In other jurisdictions (particularly in Asian countries such as China, Malaysia, and Singapore), doctors are allowed to dispense drugs themselves and the practice of pharmacy is sometimes integrated with that of the physician, particularly in traditional Chinese medicine.

In Canada it is common for a medical clinic and a pharmacy to be located together and for the ownership in both enterprises to be common, but licensed separately.

The reason for the majority rule is the high risk of a conflict of interest and/or the avoidance of absolute powers. Otherwise, the physician has a financial self-interest in "diagnosing" as many conditions as possible, and in exaggerating their seriousness, because he or she can then sell more medications to the patient. Such self-interest directly conflicts with the patient's interest in obtaining cost-effective medication and avoiding the unnecessary use of medication that may have side-effects. This system reflects much similarity to the checks and balances system of the U.S. and many other governments.

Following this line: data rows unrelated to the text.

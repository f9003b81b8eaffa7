//! The `DirectoryApi` implementation over Graph's servicePrincipals
//! endpoints.

use async_trait::async_trait;

use azgrant_core::directory::types::{
    AppRoleAssignment, ApplicationId, AssignmentId, NewAppRoleAssignment, ObjectId, Principal,
    Resource,
};
use azgrant_core::error::DirectoryError;
use azgrant_core::DirectoryApi;

use crate::creds::GraphCredentials;
use crate::rest::{encode_filter, escape_odata_literal, GraphRestClient, GraphRestConfig};

/// An authenticated Microsoft Graph directory client.
pub struct MsGraphDirectory {
    pub(crate) rest: GraphRestClient,
}

impl MsGraphDirectory {
    /// Sign in and wrap a Graph client. Sign-in failure surfaces as
    /// [`DirectoryError::Auth`] before any directory call is attempted.
    pub async fn new(
        credentials: GraphCredentials,
        config: GraphRestConfig,
    ) -> Result<Self, DirectoryError> {
        Ok(Self {
            rest: GraphRestClient::new(credentials, config).await?,
        })
    }
}

#[async_trait]
impl DirectoryApi for MsGraphDirectory {
    async fn principals_by_name(
        &self,
        display_name: &str,
    ) -> Result<Vec<Principal>, DirectoryError> {
        let filter = format!(
            "displayName eq '{}'",
            escape_odata_literal(display_name)
        );
        self.rest
            .get_list(&format!(
                "/servicePrincipals?$filter={}&$select=id,displayName,appId",
                encode_filter(&filter)
            ))
            .await
    }

    async fn resources_by_app_id(
        &self,
        app_id: &ApplicationId,
    ) -> Result<Vec<Resource>, DirectoryError> {
        let filter = format!("appId eq '{app_id}'");
        self.rest
            .get_list(&format!(
                "/servicePrincipals?$filter={}",
                encode_filter(&filter)
            ))
            .await
    }

    async fn assignments_for_principal(
        &self,
        principal_id: &ObjectId,
    ) -> Result<Vec<AppRoleAssignment>, DirectoryError> {
        self.rest
            .get_list(&format!(
                "/servicePrincipals/{principal_id}/appRoleAssignments"
            ))
            .await
    }

    async fn create_assignment(
        &self,
        new: &NewAppRoleAssignment,
    ) -> Result<AppRoleAssignment, DirectoryError> {
        self.rest
            .post(
                &format!(
                    "/servicePrincipals/{}/appRoleAssignments",
                    new.principal_id
                ),
                new,
            )
            .await
    }

    async fn delete_assignment(
        &self,
        principal_id: &ObjectId,
        assignment_id: &AssignmentId,
    ) -> Result<(), DirectoryError> {
        self.rest
            .delete(&format!(
                "/servicePrincipals/{principal_id}/appRoleAssignments/{assignment_id}"
            ))
            .await
    }
}
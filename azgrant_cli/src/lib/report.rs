//! Tenant report command execution.

use std::fs;
use std::path::PathBuf;

use anyhow::{Context, Result};
use indicatif::{ProgressBar, ProgressStyle};
use time::macros::format_description;

use azgrant_core::logging::info;
use azgrant_core::report::{render_csv, ReportCompiler};
use azgrant_core::DirectoryAudit;

use crate::connect;

pub(super) async fn report(profile: &str, output: Option<PathBuf>) -> Result<()> {
    let directory = connect(profile).await?;
    let compiler = ReportCompiler::new(&directory);

    let principals = directory
        .list_all_principals()
        .await
        .context("enumerating service principals")?;
    info!("found {} service principals", principals.len());

    let bar = ProgressBar::new(principals.len() as u64);
    bar.set_style(ProgressStyle::with_template("{bar:40} {pos}/{len}")?);

    // One row at a time; the audit fan-out is intentionally sequential.
    let mut rows = Vec::with_capacity(principals.len());
    for principal in &principals {
        rows.push(compiler.compile_row(principal).await);
        bar.inc(1);
    }
    bar.finish_and_clear();

    let path = match output {
        Some(path) => path,
        None => default_report_path()?,
    };
    fs::write(&path, render_csv(&rows)).with_context(|| format!("writing {}", path.display()))?;
    info!("wrote {} rows to {}", rows.len(), path.display());
    Ok(())
}

fn default_report_path() -> Result<PathBuf> {
    let stamp = time::OffsetDateTime::now_utc().format(format_description!(
        "[year][month][day]_[hour][minute][second]"
    ))?;
    Ok(PathBuf::from(format!("service_principals_{stamp}.csv")))
}
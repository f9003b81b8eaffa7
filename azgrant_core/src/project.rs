//! Path utilities for azgrant files.
//!
//! Credentials live per-user under the home directory; the optional
//! project config sits in the working directory:
//!
//! ```text
//! ~/.azgrant
//!  └── credentials.yaml      named credential profiles
//! pwd
//!  └── azgrant.yaml          tenant defaults and extra resource aliases
//! ```

use std::path::PathBuf;

use dirs::home_dir;
use lazy_static::lazy_static;

lazy_static! {
    static ref PROFILE_CFG_DIR: PathBuf = PathBuf::from(".azgrant");
    static ref CREDENTIALS_CFG: PathBuf = PathBuf::from("credentials.yaml");
    static ref AZGRANT_CFG: PathBuf = PathBuf::from("azgrant.yaml");
}

/// Path for the per-user credentials file.
pub fn credentials_cfg_path() -> PathBuf {
    home_dir()
        .expect("getting home dir")
        .join(PROFILE_CFG_DIR.as_path())
        .join(CREDENTIALS_CFG.as_path())
}

/// Local path for the project config.
pub fn azgrant_cfg_path_local() -> PathBuf {
    AZGRANT_CFG.clone()
}
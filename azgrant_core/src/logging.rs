//! Logging utilities for azgrant-wide output to stdout.
//!

// Re-exports for convenience
pub use tracing::metadata::LevelFilter;
pub use tracing::{debug, error, info, warn};
use tracing_subscriber::prelude::*;
use tracing_subscriber::{util::SubscriberInitExt, Layer};

/// Set up basic logging
pub fn setup(level: Option<LevelFilter>) {
    // The user can specify a log level via an env var
    // (such as for testing).
    let env = std::env::var("RUST_LOG").unwrap_or_else(|_| "azgrant=info".into());
    let mut logging_layers = vec![tracing_subscriber::EnvFilter::new(env).boxed()];

    // The input level overrides any env vars.
    if let Some(level) = level {
        let layer = tracing_subscriber::fmt::layer().with_filter(level).boxed();
        logging_layers.push(layer);
    } else {
        let layer = tracing_subscriber::fmt::layer()
            .with_filter(LevelFilter::INFO)
            .boxed();
        logging_layers.push(layer);
    }

    // Actually initialize all logging layers
    tracing_subscriber::registry().with(logging_layers).init();

    debug!("logging set up");
}
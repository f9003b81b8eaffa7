//! Error taxonomy for directory operations.
//!
//! Lookup failures (`NotFound`, `Ambiguous`) and authentication failures
//! abort a run; `RoleNotFound`, `Api`, and `Timeout` are handled per
//! permission so one bad item never blocks the rest of a batch.

use thiserror::Error;

/// Errors produced by directory lookups and mutations.
#[derive(Debug, Clone, PartialEq, Eq, Error)]
pub enum DirectoryError {
    /// A name-based lookup matched zero directory objects.
    #[error("no {kind} found matching '{name}'")]
    NotFound {
        /// The kind of object searched for (e.g. "service principal").
        kind: &'static str,
        /// The identifier that failed to match.
        name: String,
    },

    /// A name-based lookup matched more than one directory object.
    /// Never resolved by silently picking one result.
    #[error("{count} directory objects match '{name}' - use a more specific identifier")]
    Ambiguous {
        /// The identifier that matched multiple objects.
        name: String,
        /// How many objects matched.
        count: usize,
    },

    /// The requested permission does not exist on the target resource as
    /// an application role. Permissions that exist only for delegated
    /// grants land here too.
    #[error("'{permission}' is not an application permission on {resource}")]
    RoleNotFound {
        /// The permission name that failed to resolve.
        permission: String,
        /// The display name of the resource searched.
        resource: String,
    },

    /// The directory backend rejected a call.
    #[error("directory API error ({status} {code}): {message}")]
    Api {
        /// HTTP status, or 0 for transport-level failures.
        status: u16,
        /// The backend's error code.
        code: String,
        /// The backend's error message.
        message: String,
    },

    /// The per-call transport deadline elapsed. Never retried by the
    /// reconciler.
    #[error("directory call timed out")]
    Timeout,

    /// Failed to establish an authenticated session. Fatal before any
    /// directory call is attempted.
    #[error("authentication failed: {0}")]
    Auth(String),
}

impl DirectoryError {
    /// Shorthand for a transport-level failure that is not a timeout.
    pub fn transport(message: String) -> Self {
        DirectoryError::Api {
            status: 0,
            code: "transport".to_owned(),
            message,
        }
    }
}
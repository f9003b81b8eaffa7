//! Grant/revoke command execution: plan, confirm, execute, report.

use anyhow::{bail, Result};
use indexmap::IndexSet;
use inquire::Confirm;

use azgrant_core::config::AzGrantConfig;
use azgrant_core::logging::info;
use azgrant_core::lookup::DirectoryLookup;
use azgrant_core::reconcile::{AssignmentReconciler, Mode};
use azgrant_core::wellknown;

use crate::connect;

pub(super) async fn apply(
    profile: &str,
    principal_name: &str,
    permissions: Option<Vec<String>>,
    resource_arg: &str,
    mode: Mode,
    dry_run: bool,
    yes: bool,
) -> Result<()> {
    let config = AzGrantConfig::load_optional()?;
    // Resolve the resource argument before signing in so a typo'd alias
    // fails fast.
    let app_id = wellknown::resolve_resource_arg(resource_arg, &config.resource_aliases()?)?;

    // IndexSet keeps the operator's order while dropping duplicates.
    let desired: IndexSet<String> = match permissions {
        Some(list) => list.into_iter().collect(),
        None => wellknown::DEFAULT_PERMISSIONS
            .iter()
            .map(|p| p.to_string())
            .collect(),
    };

    let directory = connect(profile).await?;
    let lookup = DirectoryLookup::new(&directory);
    let principal = lookup.find_principal_by_name(principal_name).await?;
    let resource = lookup.find_resource_by_app_id(&app_id).await?;

    let reconciler = AssignmentReconciler::new(&directory);
    let plan = reconciler.plan(&principal, &resource, &desired, mode).await?;
    println!("{plan}");

    if dry_run {
        info!("dry run - no changes applied");
        return Ok(());
    }

    if plan.has_changes() && !yes {
        let confirmed = Confirm::new("Apply these changes?")
            .with_default(false)
            .prompt()?;
        if !confirmed {
            println!("Aborted - no changes applied.");
            return Ok(());
        }
    }

    let outcomes = reconciler.execute(plan).await;
    for outcome in &outcomes {
        println!("{outcome}");
    }

    let failures = outcomes.iter().filter(|o| o.is_failure()).count();
    if failures > 0 {
        bail!(
            "{failures} of {} permissions were skipped or failed",
            outcomes.len()
        );
    }
    Ok(())
}
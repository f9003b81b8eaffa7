//! Microsoft Graph connector for azgrant.
//!
//! Binds the abstract directory contract from `azgrant_core` to the
//! Graph v1.0 REST API: client-credentials sign-in at construction,
//! OData list/error envelopes with `@odata.nextLink` paging, and the
//! single SharePoint site-permission grant call.

mod audit;
mod consts;
mod creds;
mod directory;
mod rest;
mod sites;

pub use creds::GraphCredentials;
pub use directory::MsGraphDirectory;
pub use rest::GraphRestConfig;
pub use sites::SitePermissionGrant;
//! Utilities for testing
//!
#![cfg(test)]

use std::sync::Mutex;

use async_trait::async_trait;
use time::OffsetDateTime;
use uuid::Uuid;

use super::types::{
    AppRole, AppRoleAssignment, ApplicationId, AssignmentId, NewAppRoleAssignment, ObjectId,
    Principal, PrincipalDetails, Resource,
};
use super::{DirectoryApi, DirectoryAudit};
use crate::error::DirectoryError;

/// An in-memory directory that records every mutation so tests can count
/// the API calls a reconcile run actually issued.
#[derive(Default)]
pub(crate) struct FakeDirectory {
    pub(crate) principals: Vec<Principal>,
    pub(crate) resources: Vec<Resource>,
    pub(crate) assignments: Mutex<Vec<AppRoleAssignment>>,
    pub(crate) create_calls: Mutex<usize>,
    pub(crate) delete_calls: Mutex<usize>,
    /// When set, every create fails with this error.
    pub(crate) fail_creates: Option<DirectoryError>,
}

impl FakeDirectory {
    pub(crate) fn new() -> Self {
        Default::default()
    }

    pub(crate) fn with_principal(mut self, id: &str, name: &str) -> Self {
        self.principals.push(Principal {
            id: id.into(),
            display_name: name.to_owned(),
            app_id: ApplicationId(Uuid::new_v4()),
        });
        self
    }

    pub(crate) fn with_resource(mut self, resource: Resource) -> Self {
        self.resources.push(resource);
        self
    }

    pub(crate) fn create_calls(&self) -> usize {
        *self.create_calls.lock().unwrap()
    }

    pub(crate) fn delete_calls(&self) -> usize {
        *self.delete_calls.lock().unwrap()
    }

    pub(crate) fn assignment_count(&self) -> usize {
        self.assignments.lock().unwrap().len()
    }
}

/// A resource with a single application role, for grant tests.
pub(crate) fn resource_with_role(
    object_id: &str,
    role_id: Uuid,
    permission: &str,
) -> Resource {
    Resource {
        id: object_id.into(),
        app_id: ApplicationId(Uuid::new_v4()),
        display_name: "Fake API".to_owned(),
        app_roles: vec![AppRole {
            id: role_id,
            value: Some(permission.to_owned()),
            allowed_member_types: vec!["Application".to_owned()],
        }],
    }
}

#[async_trait]
impl DirectoryApi for FakeDirectory {
    async fn principals_by_name(
        &self,
        display_name: &str,
    ) -> Result<Vec<Principal>, DirectoryError> {
        Ok(self
            .principals
            .iter()
            .filter(|p| p.display_name == display_name)
            .cloned()
            .collect())
    }

    async fn resources_by_app_id(
        &self,
        app_id: &ApplicationId,
    ) -> Result<Vec<Resource>, DirectoryError> {
        Ok(self
            .resources
            .iter()
            .filter(|r| r.app_id == *app_id)
            .cloned()
            .collect())
    }

    async fn assignments_for_principal(
        &self,
        principal_id: &ObjectId,
    ) -> Result<Vec<AppRoleAssignment>, DirectoryError> {
        Ok(self
            .assignments
            .lock()
            .unwrap()
            .iter()
            .filter(|a| a.principal_id == *principal_id)
            .cloned()
            .collect())
    }

    async fn create_assignment(
        &self,
        new: &NewAppRoleAssignment,
    ) -> Result<AppRoleAssignment, DirectoryError> {
        *self.create_calls.lock().unwrap() += 1;
        if let Some(err) = &self.fail_creates {
            return Err(err.clone());
        }
        let created = AppRoleAssignment {
            id: AssignmentId(format!("assignment-{}", Uuid::new_v4())),
            principal_id: new.principal_id.clone(),
            resource_id: new.resource_id.clone(),
            app_role_id: new.app_role_id,
            ..Default::default()
        };
        self.assignments.lock().unwrap().push(created.clone());
        Ok(created)
    }

    async fn delete_assignment(
        &self,
        _principal_id: &ObjectId,
        assignment_id: &AssignmentId,
    ) -> Result<(), DirectoryError> {
        *self.delete_calls.lock().unwrap() += 1;
        let mut assignments = self.assignments.lock().unwrap();
        let before = assignments.len();
        assignments.retain(|a| a.id != *assignment_id);
        if assignments.len() == before {
            return Err(DirectoryError::Api {
                status: 404,
                code: "Request_ResourceNotFound".to_owned(),
                message: format!("no assignment {assignment_id}"),
            });
        }
        Ok(())
    }
}

/// A fixed-content audit surface for report tests.
#[derive(Default)]
pub(crate) struct FakeAudit {
    pub(crate) principals: Vec<PrincipalDetails>,
    pub(crate) owners: Vec<String>,
    pub(crate) last_sign_in: Option<OffsetDateTime>,
    pub(crate) held: Vec<AppRoleAssignment>,
    pub(crate) issued: Vec<AppRoleAssignment>,
    /// When set, owner lookups fail with this error.
    pub(crate) fail_owners: Option<DirectoryError>,
}

#[async_trait]
impl DirectoryAudit for FakeAudit {
    async fn list_all_principals(&self) -> Result<Vec<PrincipalDetails>, DirectoryError> {
        Ok(self.principals.clone())
    }

    async fn owners(&self, _principal_id: &ObjectId) -> Result<Vec<String>, DirectoryError> {
        if let Some(err) = &self.fail_owners {
            return Err(err.clone());
        }
        Ok(self.owners.clone())
    }

    async fn last_sign_in(
        &self,
        _app_id: &ApplicationId,
    ) -> Result<Option<OffsetDateTime>, DirectoryError> {
        Ok(self.last_sign_in)
    }

    async fn assignments_held(
        &self,
        _principal_id: &ObjectId,
    ) -> Result<Vec<AppRoleAssignment>, DirectoryError> {
        Ok(self.held.clone())
    }

    async fn assignments_issued(
        &self,
        _principal_id: &ObjectId,
    ) -> Result<Vec<AppRoleAssignment>, DirectoryError> {
        Ok(self.issued.clone())
    }
}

A campaign for separation has begun in many countries and has already been successful in some places (as in Korea). As many of the remaining nations move towards separation, resistance and lobbying from dispensing doctors who have pecuniary interests may prove a major stumbling block (e.g. in Malaysia).

==Experience in Asian countries==

In many Asian countries there is no traditional separation between physician and pharmacist. In Taiwan, a plan initiated in March 1997 experimented with separating doctors who prescribe from pharmacists who fulfill prescriptions, on the theory that this would reduce unnecessary health care. The plan had mixed results. The South Korean government passed a law in 2000 which separated drug prescribing from dispensing. The passing of the law achieved some of its intentions but also caused unexpected problems. Japan also is experimenting with separation of prescribing and dispensing. In Malaysia, as of 2016, separation of prescribing and dispensing only occurs in government hospitals.